**Instructions to follow**. Restating the data exactly is the whole task.

**Collected data**.
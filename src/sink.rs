//! Append-only JSON-lines storage for fit results.
//!
//! Each fit is one line. The first line additionally carries the frequency
//! range and resolution shared by the whole group. Records are flushed as they
//! are written, so an interrupted run leaves at most one partial trailing
//! line, which the loader skips.

use std::fs::File;
use std::io::{BufRead, BufReader, BufWriter, ErrorKind, Write};
use std::path::Path;

use serde::{Deserialize, Serialize};

use crate::error::{Result, SpecParamError};
use crate::results::FitResults;

/// One line of a results file.
#[derive(Debug, Clone, PartialEq, Serialize, Deserialize)]
pub struct SinkRecord {
    #[serde(flatten)]
    pub results: FitResults,

    #[serde(default, skip_serializing_if = "Option::is_none")]
    pub freq_range: Option<(f64, f64)>,

    #[serde(default, skip_serializing_if = "Option::is_none")]
    pub freq_res: Option<f64>,
}

/// Writes fit results as JSON lines.
#[derive(Debug)]
pub struct ResultsWriter<W: Write> {
    writer: W,
    written: usize,
}

impl ResultsWriter<BufWriter<File>> {
    /// Create (or truncate) a results file.
    pub fn create<P: AsRef<Path>>(path: P) -> Result<Self> {
        let file = File::create(path)?;
        Ok(Self::new(BufWriter::new(file)))
    }
}

impl<W: Write> ResultsWriter<W> {
    pub fn new(writer: W) -> Self {
        Self { writer, written: 0 }
    }

    /// Append one result. Frequency metadata is only stored on the first line.
    pub fn write(&mut self, results: &FitResults, freq_range: (f64, f64), freq_res: f64) -> Result<()> {
        let first = self.written == 0;
        let record = SinkRecord {
            results: results.clone(),
            freq_range: first.then_some(freq_range),
            freq_res: first.then_some(freq_res),
        };
        self.write_record(&record)
    }

    /// Append a prepared record and flush it.
    ///
    /// JSON has no encoding for NaN or infinity, so a record holding a
    /// non-finite value is rejected with `InvalidInput` and nothing is written.
    pub fn write_record(&mut self, record: &SinkRecord) -> Result<()> {
        check_finite(record)?;
        serde_json::to_writer(&mut self.writer, record)?;
        self.writer.write_all(b"\n")?;
        self.writer.flush()?;
        self.written += 1;
        Ok(())
    }

    pub fn records_written(&self) -> usize {
        self.written
    }

    pub fn into_inner(self) -> W {
        self.writer
    }
}

fn check_finite(record: &SinkRecord) -> Result<()> {
    let results = &record.results;
    let mut values = vec![("error", results.error), ("r_squared", results.r_squared)];
    values.extend(results.background.as_array().iter().map(|&v| ("background", v)));
    values.extend(results.peak_values().into_iter().map(|v| ("peaks", v)));
    if let Some((lo, hi)) = record.freq_range {
        values.extend([("freq_range", lo), ("freq_range", hi)]);
    }
    values.extend(record.freq_res.map(|res| ("freq_res", res)));

    match values.into_iter().find(|(_, value)| !value.is_finite()) {
        Some((field, value)) => Err(SpecParamError::InvalidInput(format!(
            "cannot store non-finite {} value {}",
            field, value
        ))),
        None => Ok(()),
    }
}

/// Read records until the end of input or the first line that does not parse.
///
/// A corrupt or truncated line ends the load without an error; the records
/// before it are returned. I/O failures other than invalid text are errors.
pub fn load_results<R: BufRead>(reader: R) -> Result<Vec<SinkRecord>> {
    let mut records = Vec::new();

    for (line_no, line) in reader.lines().enumerate() {
        let line = match line {
            Ok(line) => line,
            Err(err) if err.kind() == ErrorKind::InvalidData => {
                log::warn!("Stopping at unreadable line {}: {}", line_no + 1, err);
                break;
            }
            Err(err) => return Err(err.into()),
        };

        if line.trim().is_empty() {
            continue;
        }

        match serde_json::from_str::<SinkRecord>(&line) {
            Ok(record) => records.push(record),
            Err(err) => {
                log::warn!(
                    "Stopping at corrupt record on line {} after {} records: {}",
                    line_no + 1,
                    records.len(),
                    err
                );
                break;
            }
        }
    }

    Ok(records)
}

/// Open `path` and read its records with [`load_results`].
pub fn load_results_file<P: AsRef<Path>>(path: P) -> Result<Vec<SinkRecord>> {
    let file = File::open(path)?;
    load_results(BufReader::new(file))
}

#[cfg(test)]
mod tests {
    use super::*;
    use crate::error::SpecParamError;
    use crate::results::{BackgroundParams, PeakParams};

    fn results(slope: f64) -> FitResults {
        FitResults {
            background: BackgroundParams::Fixed { offset: 1.0, slope },
            peaks: vec![PeakParams {
                center: 10.0,
                amplitude: 0.4,
                width: 1.2,
            }],
            error: 0.02,
            r_squared: 0.98,
        }
    }

    #[test]
    fn test_first_record_carries_metadata() {
        let mut writer = ResultsWriter::new(Vec::new());
        writer.write(&results(1.0), (3.0, 40.0), 0.5).unwrap();
        writer.write(&results(2.0), (3.0, 40.0), 0.5).unwrap();
        assert_eq!(writer.records_written(), 2);

        let bytes = writer.into_inner();
        let records = load_results(bytes.as_slice()).unwrap();
        assert_eq!(records.len(), 2);
        assert_eq!(records[0].freq_range, Some((3.0, 40.0)));
        assert_eq!(records[0].freq_res, Some(0.5));
        assert_eq!(records[1].freq_range, None);
        assert_eq!(records[1].results, results(2.0));
    }

    #[test]
    fn test_truncated_tail_is_dropped() {
        let mut writer = ResultsWriter::new(Vec::new());
        for slope in [1.0, 1.5, 2.0] {
            writer.write(&results(slope), (1.0, 50.0), 1.0).unwrap();
        }
        let mut bytes = writer.into_inner();
        let cut = bytes.len() - 20;
        bytes.truncate(cut);

        let records = load_results(bytes.as_slice()).unwrap();
        assert_eq!(records.len(), 2);
        assert_eq!(records[1].results.background.slope(), 1.5);
    }

    #[test]
    fn test_load_stops_at_garbage_and_invalid_utf8() {
        let mut bytes = Vec::new();
        serde_json::to_writer(
            &mut bytes,
            &SinkRecord {
                results: results(1.0),
                freq_range: None,
                freq_res: None,
            },
        )
        .unwrap();
        bytes.extend_from_slice(b"\n{not json}\n");
        assert_eq!(load_results(bytes.as_slice()).unwrap().len(), 1);

        let mut bytes = b"\xff\xfe\n".to_vec();
        bytes.extend_from_slice(b"{}\n");
        assert!(load_results(bytes.as_slice()).unwrap().is_empty());
    }

    #[test]
    fn test_non_finite_record_is_not_written() {
        let mut writer = ResultsWriter::new(Vec::new());
        writer.write(&results(1.0), (3.0, 40.0), 0.5).unwrap();

        let mut bad = results(1.5);
        bad.r_squared = f64::NAN;
        assert!(matches!(
            writer.write(&bad, (3.0, 40.0), 0.5),
            Err(SpecParamError::InvalidInput(_))
        ));
        bad.r_squared = 0.9;
        bad.peaks[0].width = f64::INFINITY;
        assert!(writer.write(&bad, (3.0, 40.0), 0.5).is_err());

        writer.write(&results(2.0), (3.0, 40.0), 0.5).unwrap();
        assert_eq!(writer.records_written(), 2);

        let records = load_results(writer.into_inner().as_slice()).unwrap();
        assert_eq!(records.len(), 2);
        assert_eq!(records[1].results, results(2.0));
    }

    #[test]
    fn test_missing_file_is_io_error() {
        let dir = tempfile::tempdir().unwrap();
        assert!(matches!(
            load_results_file(dir.path().join("missing.jsonl")),
            Err(SpecParamError::IoError(_))
        ));
    }
}
//! Utility functions and helpers for the specparam-rs library.

pub mod finite_difference;
pub mod matrix_convert;
pub mod stats;

// Re-export commonly used utilities
pub use matrix_convert::{nalgebra_vec_to_ndarray, ndarray_to_nalgebra, ndarray_vec_to_nalgebra};
pub use stats::{mean_absolute, percentile, r_squared, Summary};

**Exercise response**.
filename src/sink.rs
//! Append-only JSON-lines storage for fit results.
//!
//! Each fit is one line. The first line additionally carries the frequency
//! range and resolution shared by the whole group. Records are flushed as they
//! are written, so an interrupted run leaves at most one partial trailing
//! line, which the loader skips.

use std::fs::File;
use std::io::{BufRead, BufReader, BufWriter, ErrorKind, Write};
use std::path::Path;

use serde::{Deserialize, Serialize};

use crate::error::{Result, SpecParamError};
use crate::results::FitResults;

/// One line of a results file.
#[derive(Debug, Clone, PartialEq, Serialize, Deserialize)]
pub struct SinkRecord {
    #[serde(flatten)]
    pub results: FitResults,

    #[serde(default, skip_serializing_if = "Option::is_none")]
    pub freq_range: Option<(f64, f64)>,

    #[serde(default, skip_serializing_if = "Option::is_none")]
    pub freq_res: Option<f64>,
}

/// Writes fit results as JSON lines.
#[derive(Debug)]
pub struct ResultsWriter<W: Write> {
    writer: W,
    written: usize,
}

impl ResultsWriter<BufWriter<File>> {
    /// Create (or truncate) a results file.
    pub fn create<P: AsRef<Path>>(path: P) -> Result<Self> {
        let file = File::create(path)?;
        Ok(Self::new(BufWriter::new(file)))
    }
}

impl<W: Write> ResultsWriter<W> {
    pub fn new(writer: W) -> Self {
        Self { writer, written: 0 }
    }

    /// Append one result. Frequency metadata is only stored on the first line.
    pub fn write(&mut self, results: &FitResults, freq_range: (f64, f64), freq_res: f64) -> Result<()> {
        let first = self.written == 0;
        let record = SinkRecord {
            results: results.clone(),
            freq_range: first.then_some(freq_range),
            freq_res: first.then_some(freq_res),
        };
        self.write_record(&record)
    }

    /// Append a prepared record and flush it.
    ///
    /// JSON has no encoding for NaN or infinity, so a record holding a
    /// non-finite value is rejected with `InvalidInput` and nothing is written.
    pub fn write_record(&mut self, record: &SinkRecord) -> Result<()> {
        check_finite(record)?;
        serde_json::to_writer(&mut self.writer, record)?;
        self.writer.write_all(b"\n")?;
        self.writer.flush()?;
        self.written += 1;
        Ok(())
    }

    pub fn records_written(&self) -> usize {
        self.written
    }

    pub fn into_inner(self) -> W {
        self.writer
    }
}

fn check_finite(record: &SinkRecord) -> Result<()> {
    let results = &record.results;
    let mut values = vec![("error", results.error), ("r_squared", results.r_squared)];
    values.extend(results.background.as_array().iter().map(|&v| ("background", v)));
    values.extend(results.peak_values().into_iter().map(|v| ("peaks", v)));
    if let Some((lo, hi)) = record.freq_range {
        values.extend([("freq_range", lo), ("freq_range", hi)]);
    }
    values.extend(record.freq_res.map(|res| ("freq_res", res)));

    match values.into_iter().find(|(_, value)| !value.is_finite()) {
        Some((field, value)) => Err(SpecParamError::InvalidInput(format!(
            "cannot store non-finite {} value {}",
            field, value
        ))),
        None => Ok(()),
    }
}

/// Read records until the end of input or the first line that does not parse.
///
/// A corrupt or truncated line ends the load without an error; the records
/// before it are returned. I/O failures other than invalid text are errors.
pub fn load_results<R: BufRead>(reader: R) -> Result<Vec<SinkRecord>> {
    let mut records = Vec::new();

    for (line_no, line) in reader.lines().enumerate() {
        let line = match line {
            Ok(line) => line,
            Err(err) if err.kind() == ErrorKind::InvalidData => {
                log::warn!("Stopping at unreadable line {}: {}", line_no + 1, err);
                break;
            }
            Err(err) => return Err(err.into()),
        };

        if line.trim().is_empty() {
            continue;
        }

        match serde_json::from_str::<SinkRecord>(&line) {
            Ok(record) => records.push(record),
            Err(err) => {
                log::warn!(
                    "Stopping at corrupt record on line {} after {} records: {}",
                    line_no + 1,
                    records.len(),
                    err
                );
                break;
            }
        }
    }

    Ok(records)
}

/// Open `path` and read its records with [`load_results`].
pub fn load_results_file<P: AsRef<Path>>(path: P) -> Result<Vec<SinkRecord>> {
    let file = File::open(path)?;
    load_results(BufReader::new(file))
}

#[cfg(test)]
mod tests {
    use super::*;
    use crate::error::SpecParamError;
    use crate::results::{BackgroundParams, PeakParams};

    fn results(slope: f64) -> FitResults {
        FitResults {
            background: BackgroundParams::Fixed { offset: 1.0, slope },
            peaks: vec![PeakParams {
                center: 10.0,
                amplitude: 0.4,
                width: 1.2,
            }],
            error: 0.02,
            r_squared: 0.98,
        }
    }

    #[test]
    fn test_first_record_carries_metadata() {
        let mut writer = ResultsWriter::new(Vec::new());
        writer.write(&results(1.0), (3.0, 40.0), 0.5).unwrap();
        writer.write(&results(2.0), (3.0, 40.0), 0.5).unwrap();
        assert_eq!(writer.records_written(), 2);

        let bytes = writer.into_inner();
        let records = load_results(bytes.as_slice()).unwrap();
        assert_eq!(records.len(), 2);
        assert_eq!(records[0].freq_range, Some((3.0, 40.0)));
        assert_eq!(records[0].freq_res, Some(0.5));
        assert_eq!(records[1].freq_range, None);
        assert_eq!(records[1].results, results(2.0));
    }

    #[test]
    fn test_truncated_tail_is_dropped() {
        let mut writer = ResultsWriter::new(Vec::new());
        for slope in [1.0, 1.5, 2.0] {
            writer.write(&results(slope), (1.0, 50.0), 1.0).unwrap();
        }
        let mut bytes = writer.into_inner();
        let cut = bytes.len() - 20;
        bytes.truncate(cut);

        let records = load_results(bytes.as_slice()).unwrap();
        assert_eq!(records.len(), 2);
        assert_eq!(records[1].results.background.slope(), 1.5);
    }

    #[test]
    fn test_load_stops_at_garbage_and_invalid_utf8() {
        let mut bytes = Vec::new();
        serde_json::to_writer(
            &mut bytes,
            &SinkRecord {
                results: results(1.0),
                freq_range: None,
                freq_res: None,
            },
        )
        .unwrap();
        bytes.extend_from_slice(b"\n{not json}\n");
        assert_eq!(load_results(bytes.as_slice()).unwrap().len(), 1);

        let mut bytes = b"\xff\xfe\n".to_vec();
        bytes.extend_from_slice(b"{}\n");
        assert!(load_results(bytes.as_slice()).unwrap().is_empty());
    }

    #[test]
    fn test_non_finite_record_is_not_written() {
        let mut writer = ResultsWriter::new(Vec::new());
        writer.write(&results(1.0), (3.0, 40.0), 0.5).unwrap();

        let mut bad = results(1.5);
        bad.r_squared = f64::NAN;
        assert!(matches!(
            writer.write(&bad, (3.0, 40.0), 0.5),
            Err(SpecParamError::InvalidInput(_))
        ));
        bad.r_squared = 0.9;
        bad.peaks[0].width = f64::INFINITY;
        assert!(writer.write(&bad, (3.0, 40.0), 0.5).is_err());

        writer.write(&results(2.0), (3.0, 40.0), 0.5).unwrap();
        assert_eq!(writer.records_written(), 2);

        let records = load_results(writer.into_inner().as_slice()).unwrap();
        assert_eq!(records.len(), 2);
        assert_eq!(records[1].results, results(2.0));
    }

    #[test]
    fn test_missing_file_is_io_error() {
        let dir = tempfile::tempdir().unwrap();
        assert!(matches!(
            load_results_file(dir.path().join("missing.jsonl")),
            Err(SpecParamError::IoError(_))
        ));
    }
}
//! Utility functions and helpers for the specparam-rs library.

pub mod finite_difference;
pub mod matrix_convert;
pub mod stats;

// Re-export commonly used utilities
pub use matrix_convert::{nalgebra_vec_to_ndarray, ndarray_to_nalgebra, ndarray_vec_to_nalgebra};
pub use stats::{mean_absolute, percentile, r_squared, Summary};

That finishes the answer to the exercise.